> _Instructions to follow_
Your answer should be one number: how many lines below have the word "JsonValue".

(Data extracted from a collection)
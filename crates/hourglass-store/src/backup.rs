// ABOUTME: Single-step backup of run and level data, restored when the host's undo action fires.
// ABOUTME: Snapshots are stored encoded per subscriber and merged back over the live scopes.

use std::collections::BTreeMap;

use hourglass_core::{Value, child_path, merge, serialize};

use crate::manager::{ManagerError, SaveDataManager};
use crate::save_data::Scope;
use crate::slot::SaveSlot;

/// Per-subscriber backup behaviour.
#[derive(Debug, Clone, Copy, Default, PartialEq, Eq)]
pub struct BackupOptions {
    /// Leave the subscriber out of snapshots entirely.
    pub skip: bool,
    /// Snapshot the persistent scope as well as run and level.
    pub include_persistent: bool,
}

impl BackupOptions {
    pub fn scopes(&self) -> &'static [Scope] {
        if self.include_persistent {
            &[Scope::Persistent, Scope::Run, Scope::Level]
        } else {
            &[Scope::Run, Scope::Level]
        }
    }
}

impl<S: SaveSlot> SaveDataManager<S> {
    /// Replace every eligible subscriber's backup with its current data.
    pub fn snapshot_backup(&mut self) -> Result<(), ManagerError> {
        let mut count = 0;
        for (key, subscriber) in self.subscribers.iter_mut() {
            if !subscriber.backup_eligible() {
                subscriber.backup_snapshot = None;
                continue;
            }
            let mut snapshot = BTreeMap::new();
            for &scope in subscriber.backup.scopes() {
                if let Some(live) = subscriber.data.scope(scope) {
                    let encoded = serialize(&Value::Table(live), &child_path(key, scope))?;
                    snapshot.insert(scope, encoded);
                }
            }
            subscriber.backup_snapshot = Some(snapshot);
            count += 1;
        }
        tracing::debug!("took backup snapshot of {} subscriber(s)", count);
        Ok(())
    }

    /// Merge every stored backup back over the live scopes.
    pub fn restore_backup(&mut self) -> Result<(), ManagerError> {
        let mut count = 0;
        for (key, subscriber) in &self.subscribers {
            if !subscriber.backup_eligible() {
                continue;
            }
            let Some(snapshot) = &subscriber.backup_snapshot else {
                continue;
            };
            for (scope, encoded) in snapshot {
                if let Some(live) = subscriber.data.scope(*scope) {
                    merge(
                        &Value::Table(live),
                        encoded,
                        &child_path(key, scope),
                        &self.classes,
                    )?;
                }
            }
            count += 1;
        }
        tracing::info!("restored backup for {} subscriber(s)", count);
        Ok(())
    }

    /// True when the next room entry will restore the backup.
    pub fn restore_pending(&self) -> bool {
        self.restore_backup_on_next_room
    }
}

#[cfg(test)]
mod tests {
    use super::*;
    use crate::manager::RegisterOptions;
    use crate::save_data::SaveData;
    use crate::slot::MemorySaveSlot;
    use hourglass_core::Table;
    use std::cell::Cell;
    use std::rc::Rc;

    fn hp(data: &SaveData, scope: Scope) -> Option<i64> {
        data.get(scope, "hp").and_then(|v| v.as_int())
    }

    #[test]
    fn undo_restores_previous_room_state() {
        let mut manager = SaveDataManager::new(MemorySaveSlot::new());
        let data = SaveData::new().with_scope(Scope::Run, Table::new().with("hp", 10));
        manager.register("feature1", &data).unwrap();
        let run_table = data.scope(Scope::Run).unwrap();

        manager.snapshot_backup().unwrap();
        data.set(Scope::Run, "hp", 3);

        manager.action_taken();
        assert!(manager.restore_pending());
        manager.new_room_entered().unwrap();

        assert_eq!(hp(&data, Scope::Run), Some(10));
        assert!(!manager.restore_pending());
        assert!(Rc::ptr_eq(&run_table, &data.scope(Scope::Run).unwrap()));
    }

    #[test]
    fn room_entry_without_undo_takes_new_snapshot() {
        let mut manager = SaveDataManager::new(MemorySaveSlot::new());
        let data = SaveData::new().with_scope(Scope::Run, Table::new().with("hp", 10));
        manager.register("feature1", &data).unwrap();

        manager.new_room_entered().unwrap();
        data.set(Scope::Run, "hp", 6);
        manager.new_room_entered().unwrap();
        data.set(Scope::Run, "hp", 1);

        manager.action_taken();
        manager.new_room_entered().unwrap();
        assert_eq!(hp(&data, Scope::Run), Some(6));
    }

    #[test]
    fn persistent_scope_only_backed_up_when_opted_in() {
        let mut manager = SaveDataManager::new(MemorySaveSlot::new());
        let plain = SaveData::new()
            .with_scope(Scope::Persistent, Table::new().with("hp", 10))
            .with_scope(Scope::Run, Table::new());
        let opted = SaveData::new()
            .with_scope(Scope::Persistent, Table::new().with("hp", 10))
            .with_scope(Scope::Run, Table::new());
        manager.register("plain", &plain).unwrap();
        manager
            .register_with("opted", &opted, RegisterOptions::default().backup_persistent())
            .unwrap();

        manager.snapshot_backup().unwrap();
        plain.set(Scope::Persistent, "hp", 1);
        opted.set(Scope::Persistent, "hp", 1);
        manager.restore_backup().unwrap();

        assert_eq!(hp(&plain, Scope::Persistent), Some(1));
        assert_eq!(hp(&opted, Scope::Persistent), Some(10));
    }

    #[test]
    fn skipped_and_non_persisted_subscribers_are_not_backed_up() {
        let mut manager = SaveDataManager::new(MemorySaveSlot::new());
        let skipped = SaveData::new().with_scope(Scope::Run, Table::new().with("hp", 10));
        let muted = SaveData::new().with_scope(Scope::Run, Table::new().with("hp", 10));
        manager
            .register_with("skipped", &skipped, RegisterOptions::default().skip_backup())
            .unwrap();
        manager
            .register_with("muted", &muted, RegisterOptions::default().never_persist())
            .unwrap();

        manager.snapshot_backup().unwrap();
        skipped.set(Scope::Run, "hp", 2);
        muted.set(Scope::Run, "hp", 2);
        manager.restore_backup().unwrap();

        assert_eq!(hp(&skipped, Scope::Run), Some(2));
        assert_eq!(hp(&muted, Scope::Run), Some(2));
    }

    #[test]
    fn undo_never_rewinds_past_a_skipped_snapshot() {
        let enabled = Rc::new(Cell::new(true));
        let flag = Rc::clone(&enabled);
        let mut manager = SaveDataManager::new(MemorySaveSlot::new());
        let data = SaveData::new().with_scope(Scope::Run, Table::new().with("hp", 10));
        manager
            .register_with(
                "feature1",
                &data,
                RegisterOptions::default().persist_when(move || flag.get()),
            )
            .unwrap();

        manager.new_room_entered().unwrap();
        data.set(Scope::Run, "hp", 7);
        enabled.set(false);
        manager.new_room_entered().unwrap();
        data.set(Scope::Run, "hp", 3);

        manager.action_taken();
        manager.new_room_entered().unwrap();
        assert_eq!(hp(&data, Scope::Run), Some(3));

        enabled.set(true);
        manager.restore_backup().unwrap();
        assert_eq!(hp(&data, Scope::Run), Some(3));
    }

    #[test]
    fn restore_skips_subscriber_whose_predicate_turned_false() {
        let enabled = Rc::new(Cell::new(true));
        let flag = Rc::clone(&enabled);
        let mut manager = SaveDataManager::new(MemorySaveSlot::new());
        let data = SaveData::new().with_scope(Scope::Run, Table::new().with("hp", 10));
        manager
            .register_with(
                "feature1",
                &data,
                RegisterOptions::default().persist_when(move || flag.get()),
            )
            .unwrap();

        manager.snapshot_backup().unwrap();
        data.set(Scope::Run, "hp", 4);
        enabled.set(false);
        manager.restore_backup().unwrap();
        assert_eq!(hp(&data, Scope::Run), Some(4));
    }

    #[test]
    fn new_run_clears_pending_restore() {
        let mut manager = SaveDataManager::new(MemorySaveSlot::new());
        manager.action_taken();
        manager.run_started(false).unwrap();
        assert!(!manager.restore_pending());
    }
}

...

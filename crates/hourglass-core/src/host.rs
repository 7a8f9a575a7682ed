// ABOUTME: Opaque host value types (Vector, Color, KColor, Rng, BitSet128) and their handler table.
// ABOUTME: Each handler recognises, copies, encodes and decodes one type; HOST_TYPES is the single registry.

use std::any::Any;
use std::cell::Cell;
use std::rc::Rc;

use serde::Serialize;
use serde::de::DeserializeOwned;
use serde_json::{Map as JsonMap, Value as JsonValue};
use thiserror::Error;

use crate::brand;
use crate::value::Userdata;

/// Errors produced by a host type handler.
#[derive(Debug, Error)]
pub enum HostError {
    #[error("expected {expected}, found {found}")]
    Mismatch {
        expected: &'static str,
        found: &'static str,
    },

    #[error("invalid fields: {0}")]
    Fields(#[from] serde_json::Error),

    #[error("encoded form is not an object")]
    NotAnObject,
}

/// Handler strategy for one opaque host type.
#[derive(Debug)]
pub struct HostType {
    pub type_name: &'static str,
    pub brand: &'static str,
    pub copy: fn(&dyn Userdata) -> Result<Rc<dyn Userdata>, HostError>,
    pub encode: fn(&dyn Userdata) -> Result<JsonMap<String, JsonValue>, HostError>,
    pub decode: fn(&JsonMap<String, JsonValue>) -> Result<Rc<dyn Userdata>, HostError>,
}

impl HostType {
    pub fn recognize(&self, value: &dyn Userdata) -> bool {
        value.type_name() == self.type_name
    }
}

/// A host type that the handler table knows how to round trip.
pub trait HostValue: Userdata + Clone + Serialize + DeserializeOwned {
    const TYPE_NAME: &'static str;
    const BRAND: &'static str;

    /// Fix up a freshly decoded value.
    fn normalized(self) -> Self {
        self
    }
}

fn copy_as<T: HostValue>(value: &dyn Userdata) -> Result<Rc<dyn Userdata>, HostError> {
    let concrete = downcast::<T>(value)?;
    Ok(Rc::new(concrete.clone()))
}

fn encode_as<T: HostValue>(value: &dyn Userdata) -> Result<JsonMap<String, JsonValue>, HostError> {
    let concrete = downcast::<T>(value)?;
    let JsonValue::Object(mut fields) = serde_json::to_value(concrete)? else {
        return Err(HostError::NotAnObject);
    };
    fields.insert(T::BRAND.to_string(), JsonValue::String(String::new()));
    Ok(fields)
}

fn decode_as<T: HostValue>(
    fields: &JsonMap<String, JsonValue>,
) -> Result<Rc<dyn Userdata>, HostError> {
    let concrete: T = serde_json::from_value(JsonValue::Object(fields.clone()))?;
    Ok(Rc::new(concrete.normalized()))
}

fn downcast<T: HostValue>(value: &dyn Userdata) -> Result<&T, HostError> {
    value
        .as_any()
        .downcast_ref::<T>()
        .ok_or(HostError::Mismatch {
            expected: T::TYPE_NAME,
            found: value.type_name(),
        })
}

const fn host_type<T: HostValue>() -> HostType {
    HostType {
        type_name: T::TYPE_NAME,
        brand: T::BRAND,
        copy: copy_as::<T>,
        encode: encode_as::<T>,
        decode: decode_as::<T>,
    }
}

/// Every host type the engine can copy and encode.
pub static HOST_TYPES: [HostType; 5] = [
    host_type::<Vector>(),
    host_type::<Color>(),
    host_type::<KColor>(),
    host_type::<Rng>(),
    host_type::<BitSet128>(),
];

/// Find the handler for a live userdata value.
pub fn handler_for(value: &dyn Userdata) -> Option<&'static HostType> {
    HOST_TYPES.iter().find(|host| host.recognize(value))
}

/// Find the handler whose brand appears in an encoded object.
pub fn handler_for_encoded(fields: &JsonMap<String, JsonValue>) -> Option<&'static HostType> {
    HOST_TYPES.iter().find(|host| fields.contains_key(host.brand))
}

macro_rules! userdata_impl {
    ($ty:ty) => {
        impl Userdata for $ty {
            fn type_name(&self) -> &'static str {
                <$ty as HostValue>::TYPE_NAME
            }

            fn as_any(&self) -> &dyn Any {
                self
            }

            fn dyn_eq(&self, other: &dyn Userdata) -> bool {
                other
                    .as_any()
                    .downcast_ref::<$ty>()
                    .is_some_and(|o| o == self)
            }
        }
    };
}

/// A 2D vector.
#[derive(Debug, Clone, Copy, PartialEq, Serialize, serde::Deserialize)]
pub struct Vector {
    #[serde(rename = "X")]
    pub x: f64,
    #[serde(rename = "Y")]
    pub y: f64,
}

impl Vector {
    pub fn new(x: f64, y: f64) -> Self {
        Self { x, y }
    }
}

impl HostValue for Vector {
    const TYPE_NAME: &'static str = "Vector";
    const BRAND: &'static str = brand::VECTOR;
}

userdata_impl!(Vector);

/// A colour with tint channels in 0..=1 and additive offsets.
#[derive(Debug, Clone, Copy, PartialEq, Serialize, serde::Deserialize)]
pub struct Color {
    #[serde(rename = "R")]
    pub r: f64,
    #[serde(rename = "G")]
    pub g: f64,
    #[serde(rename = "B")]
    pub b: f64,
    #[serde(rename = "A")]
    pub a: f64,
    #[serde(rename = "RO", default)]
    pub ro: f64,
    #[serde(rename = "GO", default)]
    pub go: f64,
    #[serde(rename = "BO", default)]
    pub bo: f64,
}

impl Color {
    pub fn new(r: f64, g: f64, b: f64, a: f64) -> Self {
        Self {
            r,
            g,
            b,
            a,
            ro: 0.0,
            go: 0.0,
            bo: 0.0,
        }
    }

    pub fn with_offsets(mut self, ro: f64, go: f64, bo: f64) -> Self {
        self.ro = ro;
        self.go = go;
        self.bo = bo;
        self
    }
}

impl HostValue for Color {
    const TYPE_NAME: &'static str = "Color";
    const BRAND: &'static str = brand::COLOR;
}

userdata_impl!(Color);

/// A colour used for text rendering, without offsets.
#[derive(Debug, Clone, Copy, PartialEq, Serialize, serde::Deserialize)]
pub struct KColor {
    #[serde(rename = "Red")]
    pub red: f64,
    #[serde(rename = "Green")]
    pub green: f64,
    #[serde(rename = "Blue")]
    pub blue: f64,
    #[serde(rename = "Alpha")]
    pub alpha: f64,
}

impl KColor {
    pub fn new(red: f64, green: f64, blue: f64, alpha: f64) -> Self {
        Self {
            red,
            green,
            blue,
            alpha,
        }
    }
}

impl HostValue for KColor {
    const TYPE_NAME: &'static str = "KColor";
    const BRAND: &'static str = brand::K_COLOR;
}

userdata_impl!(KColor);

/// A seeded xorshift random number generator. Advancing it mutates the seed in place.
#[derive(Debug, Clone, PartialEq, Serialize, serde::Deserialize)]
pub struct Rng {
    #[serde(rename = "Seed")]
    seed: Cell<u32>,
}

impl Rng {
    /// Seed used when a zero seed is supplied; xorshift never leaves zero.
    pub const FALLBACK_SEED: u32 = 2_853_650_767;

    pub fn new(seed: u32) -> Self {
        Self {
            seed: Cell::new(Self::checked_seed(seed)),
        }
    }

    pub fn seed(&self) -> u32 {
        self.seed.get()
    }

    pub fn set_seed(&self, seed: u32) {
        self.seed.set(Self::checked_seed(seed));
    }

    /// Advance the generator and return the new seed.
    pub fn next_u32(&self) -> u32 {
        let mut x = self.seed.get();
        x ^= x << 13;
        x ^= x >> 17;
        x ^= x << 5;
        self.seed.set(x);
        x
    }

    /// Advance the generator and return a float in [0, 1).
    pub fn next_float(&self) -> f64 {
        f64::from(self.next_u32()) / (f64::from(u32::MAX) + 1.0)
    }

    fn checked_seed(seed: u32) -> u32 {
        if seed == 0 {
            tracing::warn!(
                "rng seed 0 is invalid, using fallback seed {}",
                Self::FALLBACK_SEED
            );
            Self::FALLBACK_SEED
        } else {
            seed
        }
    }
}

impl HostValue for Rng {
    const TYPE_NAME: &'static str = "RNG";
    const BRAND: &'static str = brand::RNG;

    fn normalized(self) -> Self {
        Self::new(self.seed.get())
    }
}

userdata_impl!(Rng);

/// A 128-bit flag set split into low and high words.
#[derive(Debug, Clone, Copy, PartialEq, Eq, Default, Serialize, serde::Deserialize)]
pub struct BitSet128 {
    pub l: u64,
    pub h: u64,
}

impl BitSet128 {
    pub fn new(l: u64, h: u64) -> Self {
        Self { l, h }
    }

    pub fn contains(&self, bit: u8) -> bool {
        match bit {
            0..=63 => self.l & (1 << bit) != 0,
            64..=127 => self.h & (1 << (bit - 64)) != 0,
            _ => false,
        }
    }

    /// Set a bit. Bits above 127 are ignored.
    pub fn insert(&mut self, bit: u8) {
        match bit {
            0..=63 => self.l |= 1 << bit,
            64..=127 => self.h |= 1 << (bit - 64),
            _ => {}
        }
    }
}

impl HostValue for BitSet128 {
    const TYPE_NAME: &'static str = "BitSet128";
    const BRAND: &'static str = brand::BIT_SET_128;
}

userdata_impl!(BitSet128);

> _Written response_
9